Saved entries
= = =
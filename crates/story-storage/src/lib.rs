//! Storage layer for the story clustering engine.
//!
//! Provides RocksDB-backed storage with:
//! - Column family isolation for items, version pointers and the persisted clustering
//! - Time-prefixed item keys for efficient lookback scans
//! - Cursor-based paging so callers never pull the whole window at once
//! - Batched point lookups for reconciliation

pub mod column_families;
pub mod db;
pub mod error;
pub mod keys;

pub use db::{ItemScan, Storage, StorageStats};
pub use error::StorageError;
pub use keys::{AssignmentKey, ItemKey, LatestKey, PersistedClusterKey};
= = =
The lines to set down, exactly and with both ends included, run from the one containing "pub mod db;" to the last line of the data above.

pub mod db;
pub mod error;
pub mod keys;

pub use db::{ItemScan, Storage, StorageStats};
pub use error::StorageError;
pub use keys::{AssignmentKey, ItemKey, LatestKey, PersistedClusterKey};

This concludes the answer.